[Saved data entries]
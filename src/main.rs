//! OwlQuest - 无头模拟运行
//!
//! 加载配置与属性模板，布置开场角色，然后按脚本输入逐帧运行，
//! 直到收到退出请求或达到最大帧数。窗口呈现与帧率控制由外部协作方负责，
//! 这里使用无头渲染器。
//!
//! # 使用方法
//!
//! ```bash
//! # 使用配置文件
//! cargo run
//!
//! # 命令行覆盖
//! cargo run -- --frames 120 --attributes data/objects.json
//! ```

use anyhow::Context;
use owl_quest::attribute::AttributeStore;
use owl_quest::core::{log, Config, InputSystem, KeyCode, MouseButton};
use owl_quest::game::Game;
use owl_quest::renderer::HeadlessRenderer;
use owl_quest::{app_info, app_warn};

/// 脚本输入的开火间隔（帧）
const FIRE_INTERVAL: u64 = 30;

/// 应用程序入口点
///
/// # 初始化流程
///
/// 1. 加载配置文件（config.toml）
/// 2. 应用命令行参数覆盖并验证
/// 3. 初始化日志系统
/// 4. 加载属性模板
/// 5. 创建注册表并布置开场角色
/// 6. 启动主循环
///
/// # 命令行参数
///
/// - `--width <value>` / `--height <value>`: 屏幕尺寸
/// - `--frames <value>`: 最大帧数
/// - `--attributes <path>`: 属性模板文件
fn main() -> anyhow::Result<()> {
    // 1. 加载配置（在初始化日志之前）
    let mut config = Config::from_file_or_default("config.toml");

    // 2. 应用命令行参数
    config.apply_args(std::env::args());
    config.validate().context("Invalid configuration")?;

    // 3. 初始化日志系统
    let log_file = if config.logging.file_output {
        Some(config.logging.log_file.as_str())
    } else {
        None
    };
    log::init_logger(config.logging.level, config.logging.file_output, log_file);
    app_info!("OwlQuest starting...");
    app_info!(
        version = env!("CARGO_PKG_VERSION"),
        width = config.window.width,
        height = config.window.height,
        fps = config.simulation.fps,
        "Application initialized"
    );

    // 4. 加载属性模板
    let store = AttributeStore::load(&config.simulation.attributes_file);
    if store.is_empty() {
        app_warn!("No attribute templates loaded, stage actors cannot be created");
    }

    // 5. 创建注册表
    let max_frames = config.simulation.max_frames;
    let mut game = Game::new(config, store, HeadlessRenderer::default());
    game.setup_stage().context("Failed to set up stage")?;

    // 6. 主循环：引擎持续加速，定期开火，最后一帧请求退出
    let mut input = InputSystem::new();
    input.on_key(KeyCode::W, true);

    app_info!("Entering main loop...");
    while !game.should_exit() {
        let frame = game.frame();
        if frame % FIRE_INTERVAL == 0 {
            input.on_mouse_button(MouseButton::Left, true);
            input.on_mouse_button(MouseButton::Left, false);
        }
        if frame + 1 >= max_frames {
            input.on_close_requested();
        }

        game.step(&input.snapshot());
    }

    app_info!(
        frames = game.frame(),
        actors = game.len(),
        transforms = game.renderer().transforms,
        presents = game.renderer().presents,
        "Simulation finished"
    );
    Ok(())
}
* * *
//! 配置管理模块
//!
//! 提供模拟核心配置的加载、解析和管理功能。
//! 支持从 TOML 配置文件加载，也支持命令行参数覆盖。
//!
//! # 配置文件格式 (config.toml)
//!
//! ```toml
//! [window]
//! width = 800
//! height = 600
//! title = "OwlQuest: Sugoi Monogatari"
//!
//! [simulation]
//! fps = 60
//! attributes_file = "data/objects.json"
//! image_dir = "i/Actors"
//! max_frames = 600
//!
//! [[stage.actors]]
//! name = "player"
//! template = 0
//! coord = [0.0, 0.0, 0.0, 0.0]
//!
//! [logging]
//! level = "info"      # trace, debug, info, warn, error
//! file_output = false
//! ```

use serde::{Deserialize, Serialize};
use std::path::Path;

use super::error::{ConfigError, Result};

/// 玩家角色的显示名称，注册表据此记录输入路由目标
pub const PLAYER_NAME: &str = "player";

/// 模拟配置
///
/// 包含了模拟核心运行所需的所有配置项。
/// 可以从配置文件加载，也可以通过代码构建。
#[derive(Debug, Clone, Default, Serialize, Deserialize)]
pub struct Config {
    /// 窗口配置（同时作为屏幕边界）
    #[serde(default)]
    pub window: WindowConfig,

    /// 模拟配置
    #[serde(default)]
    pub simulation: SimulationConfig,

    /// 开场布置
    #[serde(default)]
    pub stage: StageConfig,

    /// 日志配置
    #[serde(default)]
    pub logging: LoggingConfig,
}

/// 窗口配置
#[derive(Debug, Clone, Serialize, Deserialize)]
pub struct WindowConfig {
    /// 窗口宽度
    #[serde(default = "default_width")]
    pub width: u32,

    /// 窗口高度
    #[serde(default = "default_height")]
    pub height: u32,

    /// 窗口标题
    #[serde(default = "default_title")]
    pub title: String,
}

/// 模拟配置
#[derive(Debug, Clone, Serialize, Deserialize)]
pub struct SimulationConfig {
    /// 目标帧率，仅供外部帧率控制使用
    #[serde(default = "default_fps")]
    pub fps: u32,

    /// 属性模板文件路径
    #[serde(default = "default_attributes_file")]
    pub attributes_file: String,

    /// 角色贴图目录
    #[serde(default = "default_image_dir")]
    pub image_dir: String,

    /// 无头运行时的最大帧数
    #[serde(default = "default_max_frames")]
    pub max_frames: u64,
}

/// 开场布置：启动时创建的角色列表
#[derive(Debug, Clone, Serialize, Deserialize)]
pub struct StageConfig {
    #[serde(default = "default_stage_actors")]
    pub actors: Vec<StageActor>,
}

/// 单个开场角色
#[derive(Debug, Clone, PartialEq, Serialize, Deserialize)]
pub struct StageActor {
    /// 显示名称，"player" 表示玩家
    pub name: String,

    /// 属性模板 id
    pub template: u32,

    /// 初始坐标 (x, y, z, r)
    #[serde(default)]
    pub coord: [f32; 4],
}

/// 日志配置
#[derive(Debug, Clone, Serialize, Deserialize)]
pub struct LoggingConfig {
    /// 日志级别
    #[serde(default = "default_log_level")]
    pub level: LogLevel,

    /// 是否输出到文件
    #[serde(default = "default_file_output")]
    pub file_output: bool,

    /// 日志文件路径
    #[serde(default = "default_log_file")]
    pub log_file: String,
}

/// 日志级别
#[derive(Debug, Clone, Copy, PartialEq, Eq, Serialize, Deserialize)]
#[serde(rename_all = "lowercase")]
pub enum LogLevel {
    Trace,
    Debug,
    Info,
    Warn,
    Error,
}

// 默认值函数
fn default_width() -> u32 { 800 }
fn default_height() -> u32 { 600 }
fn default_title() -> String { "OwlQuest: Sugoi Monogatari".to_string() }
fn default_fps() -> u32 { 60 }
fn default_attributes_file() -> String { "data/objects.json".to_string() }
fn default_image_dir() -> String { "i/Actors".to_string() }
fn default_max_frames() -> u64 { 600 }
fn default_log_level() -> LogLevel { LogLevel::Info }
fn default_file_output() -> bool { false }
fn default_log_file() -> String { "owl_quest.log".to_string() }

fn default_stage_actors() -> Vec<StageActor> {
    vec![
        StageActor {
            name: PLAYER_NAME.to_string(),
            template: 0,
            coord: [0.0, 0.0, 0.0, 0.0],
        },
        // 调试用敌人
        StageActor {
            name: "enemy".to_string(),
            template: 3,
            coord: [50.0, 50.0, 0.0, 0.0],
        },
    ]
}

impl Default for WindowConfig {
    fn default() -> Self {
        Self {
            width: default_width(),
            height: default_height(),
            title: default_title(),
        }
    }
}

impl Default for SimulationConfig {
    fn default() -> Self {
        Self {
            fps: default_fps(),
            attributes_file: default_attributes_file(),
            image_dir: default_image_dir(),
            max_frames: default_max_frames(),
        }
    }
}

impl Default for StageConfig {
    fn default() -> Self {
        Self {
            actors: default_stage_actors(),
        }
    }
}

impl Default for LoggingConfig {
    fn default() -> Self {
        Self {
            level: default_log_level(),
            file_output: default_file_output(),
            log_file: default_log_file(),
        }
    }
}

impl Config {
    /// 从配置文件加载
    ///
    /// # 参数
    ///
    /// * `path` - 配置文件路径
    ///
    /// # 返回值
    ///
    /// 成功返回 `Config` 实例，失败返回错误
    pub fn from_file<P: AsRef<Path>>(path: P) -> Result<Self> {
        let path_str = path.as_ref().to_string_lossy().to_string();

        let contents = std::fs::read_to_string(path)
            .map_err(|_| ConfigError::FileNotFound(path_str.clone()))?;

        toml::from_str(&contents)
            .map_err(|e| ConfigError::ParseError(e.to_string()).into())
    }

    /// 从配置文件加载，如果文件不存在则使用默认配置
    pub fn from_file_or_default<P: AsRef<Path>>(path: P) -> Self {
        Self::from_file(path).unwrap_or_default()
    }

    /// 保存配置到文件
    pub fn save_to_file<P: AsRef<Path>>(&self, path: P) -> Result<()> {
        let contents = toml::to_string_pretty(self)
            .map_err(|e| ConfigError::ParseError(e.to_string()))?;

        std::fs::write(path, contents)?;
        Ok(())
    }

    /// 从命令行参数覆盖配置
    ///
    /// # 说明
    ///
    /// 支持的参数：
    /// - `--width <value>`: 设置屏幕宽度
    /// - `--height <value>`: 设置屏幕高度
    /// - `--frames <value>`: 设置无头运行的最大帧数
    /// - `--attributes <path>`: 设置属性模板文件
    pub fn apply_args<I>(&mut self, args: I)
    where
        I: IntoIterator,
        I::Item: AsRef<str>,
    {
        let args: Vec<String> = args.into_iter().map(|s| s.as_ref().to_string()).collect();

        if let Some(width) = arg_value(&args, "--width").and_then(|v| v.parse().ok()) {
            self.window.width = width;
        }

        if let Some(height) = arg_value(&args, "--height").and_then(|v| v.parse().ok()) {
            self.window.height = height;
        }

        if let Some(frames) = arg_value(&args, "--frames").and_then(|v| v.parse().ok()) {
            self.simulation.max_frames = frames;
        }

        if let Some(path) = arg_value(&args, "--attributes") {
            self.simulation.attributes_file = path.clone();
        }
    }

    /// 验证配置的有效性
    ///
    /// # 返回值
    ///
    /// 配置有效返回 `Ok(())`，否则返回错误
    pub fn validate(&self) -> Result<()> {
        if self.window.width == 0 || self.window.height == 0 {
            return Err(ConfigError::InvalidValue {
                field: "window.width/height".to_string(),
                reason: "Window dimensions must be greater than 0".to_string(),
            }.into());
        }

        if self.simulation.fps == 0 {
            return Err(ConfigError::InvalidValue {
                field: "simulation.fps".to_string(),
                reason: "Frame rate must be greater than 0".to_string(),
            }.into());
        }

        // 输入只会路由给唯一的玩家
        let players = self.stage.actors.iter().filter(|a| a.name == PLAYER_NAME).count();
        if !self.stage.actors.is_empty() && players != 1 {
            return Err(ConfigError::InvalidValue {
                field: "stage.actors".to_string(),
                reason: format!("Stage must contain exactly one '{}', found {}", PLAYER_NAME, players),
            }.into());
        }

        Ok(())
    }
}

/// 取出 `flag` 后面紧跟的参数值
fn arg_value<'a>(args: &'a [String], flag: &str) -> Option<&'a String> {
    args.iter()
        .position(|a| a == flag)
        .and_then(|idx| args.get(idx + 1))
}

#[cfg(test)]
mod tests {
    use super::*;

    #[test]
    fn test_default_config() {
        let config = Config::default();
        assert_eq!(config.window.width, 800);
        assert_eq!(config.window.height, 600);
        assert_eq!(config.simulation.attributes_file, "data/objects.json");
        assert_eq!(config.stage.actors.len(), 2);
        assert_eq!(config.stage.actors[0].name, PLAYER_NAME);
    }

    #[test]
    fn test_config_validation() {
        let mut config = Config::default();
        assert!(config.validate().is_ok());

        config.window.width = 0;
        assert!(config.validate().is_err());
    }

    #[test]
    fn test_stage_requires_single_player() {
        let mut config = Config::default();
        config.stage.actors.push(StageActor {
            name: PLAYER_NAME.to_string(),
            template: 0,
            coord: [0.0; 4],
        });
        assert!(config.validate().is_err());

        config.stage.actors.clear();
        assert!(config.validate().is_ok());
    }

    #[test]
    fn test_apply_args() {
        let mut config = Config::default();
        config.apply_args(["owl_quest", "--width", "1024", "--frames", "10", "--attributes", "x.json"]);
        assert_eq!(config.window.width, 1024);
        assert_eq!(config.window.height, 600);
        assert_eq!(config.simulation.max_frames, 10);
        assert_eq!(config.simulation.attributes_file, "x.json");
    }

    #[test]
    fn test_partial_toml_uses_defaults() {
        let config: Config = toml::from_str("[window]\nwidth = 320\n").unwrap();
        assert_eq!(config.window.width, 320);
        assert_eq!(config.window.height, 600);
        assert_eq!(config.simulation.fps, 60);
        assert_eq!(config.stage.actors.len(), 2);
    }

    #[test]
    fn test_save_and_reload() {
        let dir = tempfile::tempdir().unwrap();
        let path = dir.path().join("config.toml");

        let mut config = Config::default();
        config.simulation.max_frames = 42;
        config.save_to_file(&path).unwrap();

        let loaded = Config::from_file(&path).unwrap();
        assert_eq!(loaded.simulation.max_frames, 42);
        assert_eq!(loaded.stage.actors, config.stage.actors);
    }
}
...
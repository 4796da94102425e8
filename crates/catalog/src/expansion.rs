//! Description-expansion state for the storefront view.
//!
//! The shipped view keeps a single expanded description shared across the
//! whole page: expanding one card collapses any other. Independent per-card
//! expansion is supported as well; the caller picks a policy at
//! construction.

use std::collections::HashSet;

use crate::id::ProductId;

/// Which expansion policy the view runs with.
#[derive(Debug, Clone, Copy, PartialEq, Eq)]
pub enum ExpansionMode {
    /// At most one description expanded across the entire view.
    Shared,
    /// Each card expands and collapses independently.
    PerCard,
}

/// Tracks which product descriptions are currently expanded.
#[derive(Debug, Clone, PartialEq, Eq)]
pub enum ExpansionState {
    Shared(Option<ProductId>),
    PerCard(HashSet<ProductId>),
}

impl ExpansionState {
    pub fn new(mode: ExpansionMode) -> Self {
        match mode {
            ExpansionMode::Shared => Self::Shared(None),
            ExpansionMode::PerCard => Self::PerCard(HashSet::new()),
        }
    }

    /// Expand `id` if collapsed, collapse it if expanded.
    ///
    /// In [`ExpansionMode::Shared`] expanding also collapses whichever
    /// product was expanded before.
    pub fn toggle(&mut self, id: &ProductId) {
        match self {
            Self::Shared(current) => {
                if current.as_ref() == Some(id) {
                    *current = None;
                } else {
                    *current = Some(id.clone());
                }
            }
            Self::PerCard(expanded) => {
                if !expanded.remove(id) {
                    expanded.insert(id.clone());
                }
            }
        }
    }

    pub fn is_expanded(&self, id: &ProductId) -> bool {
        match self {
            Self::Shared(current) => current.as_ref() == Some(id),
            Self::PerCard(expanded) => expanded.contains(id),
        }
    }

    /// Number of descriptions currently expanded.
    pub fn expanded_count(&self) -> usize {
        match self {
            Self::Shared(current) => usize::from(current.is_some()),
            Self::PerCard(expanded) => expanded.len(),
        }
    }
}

[TASK TO COMPLETE]
Could you reproduce exactly the lines of the entries above, from the one with "filename src/main.rs" through the one with "use owl_quest::attribute::AttributeStore;", and nothing else?

[RESULT]
filename src/main.rs
//! OwlQuest - 无头模拟运行
//!
//! 加载配置与属性模板，布置开场角色，然后按脚本输入逐帧运行，
//! 直到收到退出请求或达到最大帧数。窗口呈现与帧率控制由外部协作方负责，
//! 这里使用无头渲染器。
//!
//! # 使用方法
//!
//! ```bash
//! # 使用配置文件
//! cargo run
//!
//! # 命令行覆盖
//! cargo run -- --frames 120 --attributes data/objects.json
//! ```

use anyhow::Context;
use owl_quest::attribute::AttributeStore;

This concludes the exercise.